Derek Elsworth Lecture
18 March 2020
- Austin Lecture Hall, Arts Building, UWA
- General Public, Faculty/Staff, Students, Alumni
Subsurface Energy Choices: challenges and opportunities
A public lecture by Professor Derek Elsworth, Center for Geomechanics, Geofluids, and Geohazards, Pennsylvania State University and Robert and Maude Gledden Short Stay Visiting Fellow.
Energy-intensive economies of the industrialized world and the burgeoning energy-hungry economies of aspiring members to this club demand access to plentiful and dependable energy. A major global challenge is to satisfy this growing energy demand - in the improbable face of peak oil - while simultaneously balancing the needs of environment and economy.
One exciting path involves the significant but exciting challenges related to the increased utilization of low-carbon and no-carbon fuels. These include the development of methods for the safe sequestration of carbon dioxide, the effective development of non-hydrothermal geothermal resources and in the recovery of low-carbon fuels such as natural gas from challenging subsurface environments such as gas shales. This lecture will explore the significant role subsurface science may play in brokering such a technological and societal transition.

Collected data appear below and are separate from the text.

//! License lifecycle and validation.
//!
//! [`LicenseEngine`] owns a [`LicenseStore`] and implements every operation
//! the HTTP layer and the bootstrap path need: key generation, creation with
//! collision retry, partial updates, toggling, deletion, allowlist growth,
//! validation with auditing, statistics and log queries.
//!
//! The engine is generic over the store so tests can run it on
//! [`MemoryStore`](crate::storage::MemoryStore) or on a purpose-built double.

use tracing::{debug, warn};

use crate::config::LicenseConfig;
use crate::errors::{LicenseError, LicenseResult};
use crate::events::{log_license_event, LicenseEvent};
use crate::license_key::{generate_license_key, KeyFormat};
use crate::models::{
    dedup_accounts, License, LicenseDraft, LicenseId, LicenseUpdate, NewLicense,
    ValidationLogEntry,
};
use crate::storage::LicenseStore;

pub mod stats;
pub mod validation;

pub use stats::{success_rate, Statistics};
pub use validation::{
    evaluate, Decision, Denial, DenialCode, GrantedLicense, ValidationRequest, ValidationResult,
};

/// Default number of candidate keys tried before giving up.
pub const DEFAULT_MAX_KEY_ATTEMPTS: u32 = 10;

/// Tunables that do not belong to the store.
#[derive(Debug, Clone, PartialEq, Eq)]
pub struct EngineSettings {
    pub key_format: KeyFormat,
    pub max_key_attempts: u32,
}

impl Default for EngineSettings {
    fn default() -> Self {
        Self {
            key_format: KeyFormat::default(),
            max_key_attempts: DEFAULT_MAX_KEY_ATTEMPTS,
        }
    }
}

impl From<&LicenseConfig> for EngineSettings {
    fn from(config: &LicenseConfig) -> Self {
        Self {
            key_format: KeyFormat::from(config),
            max_key_attempts: config.max_key_attempts,
        }
    }
}

#[derive(Debug)]
pub struct LicenseEngine<S> {
    store: S,
    settings: EngineSettings,
}

impl<S: LicenseStore> LicenseEngine<S> {
    pub fn new(store: S, settings: EngineSettings) -> Self {
        Self { store, settings }
    }

    pub fn with_defaults(store: S) -> Self {
        Self::new(store, EngineSettings::default())
    }

    pub fn store(&self) -> &S {
        &self.store
    }

    pub fn settings(&self) -> &EngineSettings {
        &self.settings
    }

    /// A fresh random key in the configured layout. Uniqueness is not checked.
    pub fn generate_key(&self) -> String {
        generate_license_key(&self.settings.key_format)
    }

    /// Create a license.
    ///
    /// With `custom_key` the key is used verbatim and must not already exist.
    /// Without it, up to `max_key_attempts` generated keys are tried; a key
    /// that turns out to be taken, whether seen by the lookup or rejected by
    /// the store on insert, costs one attempt.
    pub async fn create_license(&self, request: NewLicense) -> LicenseResult<License> {
        let supplied = u32::try_from(request.account_numbers.len()).unwrap_or(u32::MAX);
        let account_numbers = normalize_accounts(request.account_numbers)?;
        let max_accounts = request
            .max_accounts
            .filter(|&max| max > 0)
            .unwrap_or(supplied.max(1));

        let license = match request.custom_key {
            Some(key) => {
                if key.trim().is_empty() {
                    return Err(LicenseError::InvalidInput(
                        "custom key must not be empty".to_string(),
                    ));
                }
                if self.store.get_license_by_key(&key).await?.is_some() {
                    return Err(LicenseError::DuplicateKey(key));
                }
                self.store
                    .create_license(LicenseDraft {
                        key,
                        account_numbers,
                        max_accounts,
                        expiry_date: request.expiry_date,
                    })
                    .await?
            }
            None => {
                let draft = LicenseDraft {
                    key: String::new(),
                    account_numbers,
                    max_accounts,
                    expiry_date: request.expiry_date,
                };
                self.create_with_generated_key(draft).await?
            }
        };

        log_license_event(
            LicenseEvent::Created,
            &license.key,
            Some(&format!(
                "id={} accounts={}",
                license.id,
                license.account_numbers.len()
            )),
        );
        Ok(license)
    }

    async fn create_with_generated_key(&self, template: LicenseDraft) -> LicenseResult<License> {
        let attempts = self.settings.max_key_attempts;

        for attempt in 1..=attempts {
            let key = self.generate_key();

            if self.store.get_license_by_key(&key).await?.is_some() {
                debug!(attempt, "Generated key already in use, retrying");
                continue;
            }

            let draft = LicenseDraft {
                key,
                ..template.clone()
            };
            match self.store.create_license(draft).await {
                Ok(license) => return Ok(license),
                Err(LicenseError::DuplicateKey(_)) => {
                    debug!(attempt, "Generated key taken concurrently, retrying");
                }
                Err(err) => return Err(err),
            }
        }

        warn!(attempts, "Could not find a free license key");
        Err(LicenseError::KeyGenerationExhausted(attempts))
    }

    pub async fn get_license_info(&self, key: &str) -> LicenseResult<Option<License>> {
        self.store.get_license_by_key(key).await
    }

    pub async fn get_license(&self, id: &LicenseId) -> LicenseResult<Option<License>> {
        self.store.get_license_by_id(id).await
    }

    pub async fn get_all_licenses(&self) -> LicenseResult<Vec<License>> {
        self.store.get_all_licenses().await
    }

    /// Apply a partial update. A replacement allowlist is deduplicated first.
    pub async fn update_license(
        &self,
        id: &LicenseId,
        mut update: LicenseUpdate,
    ) -> LicenseResult<License> {
        if let Some(accounts) = update.account_numbers.take() {
            update.account_numbers = Some(normalize_accounts(accounts)?);
        }

        let license = self
            .store
            .update_license(id, &update)
            .await?
            .ok_or_else(|| LicenseError::NotFound(id.to_string()))?;

        log_license_event(LicenseEvent::Updated, &license.key, None);
        Ok(license)
    }

    /// `Ok(false)` when no license has this id.
    pub async fn delete_license(&self, id: &LicenseId) -> LicenseResult<bool> {
        let deleted = self.store.delete_license(id).await?;
        if deleted {
            log_license_event(LicenseEvent::Deleted, id.as_str(), None);
        }
        Ok(deleted)
    }

    /// Set the active flag. Idempotent.
    pub async fn toggle_license(&self, id: &LicenseId, active: bool) -> LicenseResult<License> {
        let license = self
            .store
            .update_license(id, &LicenseUpdate::active(active))
            .await?
            .ok_or_else(|| LicenseError::NotFound(id.to_string()))?;

        log_license_event(
            LicenseEvent::Toggled,
            &license.key,
            Some(if active { "enabled" } else { "disabled" }),
        );
        Ok(license)
    }

    /// Invert the active flag. The store flips it atomically, so concurrent
    /// flips are never collapsed into one.
    pub async fn flip_license(&self, id: &LicenseId) -> LicenseResult<License> {
        let license = self
            .store
            .flip_active(id)
            .await?
            .ok_or_else(|| LicenseError::NotFound(id.to_string()))?;

        log_license_event(
            LicenseEvent::Toggled,
            &license.key,
            Some(if license.active { "enabled" } else { "disabled" }),
        );
        Ok(license)
    }

    /// Authorize one more account. Adding an account already present leaves
    /// the allowlist unchanged.
    pub async fn add_account_to_license(
        &self,
        key: &str,
        account_number: &str,
    ) -> LicenseResult<License> {
        if account_number.trim().is_empty() {
            return Err(LicenseError::InvalidInput(
                "account number must not be empty".to_string(),
            ));
        }

        let license = self
            .store
            .add_account(key, account_number)
            .await?
            .ok_or_else(|| LicenseError::NotFound(key.to_string()))?;

        log_license_event(
            LicenseEvent::AccountAdded,
            &license.key,
            Some(&format!("account={account_number}")),
        );
        Ok(license)
    }

    /// Newest entries first, at most `limit` of them.
    pub async fn get_logs(
        &self,
        license_key: Option<&str>,
        limit: usize,
    ) -> LicenseResult<Vec<ValidationLogEntry>> {
        self.store.query_logs(license_key, limit).await
    }
}

fn normalize_accounts(accounts: Vec<String>) -> LicenseResult<Vec<String>> {
    if accounts.iter().any(|a| a.trim().is_empty()) {
        return Err(LicenseError::InvalidInput(
            "account numbers must not be empty".to_string(),
        ));
    }
    Ok(dedup_accounts(accounts))
}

Derek Elsworth is a Professor in the Departments of Energy and Mineral Engineering and of Geosciences and the Center for Geomechanics, Geofluids, and Geohazards. His interests are in the areas of computational mechanics, rock mechanics, and in the mechanical and transport characteristics of fractured rocks, with application to geothermal energy, the deep geological sequestration of radioactive wastes and of CO2, unconventional hydrocarbons including coal-gas, tight-gas-shales and hydrates, and instability and eruption dynamics of volcanoes.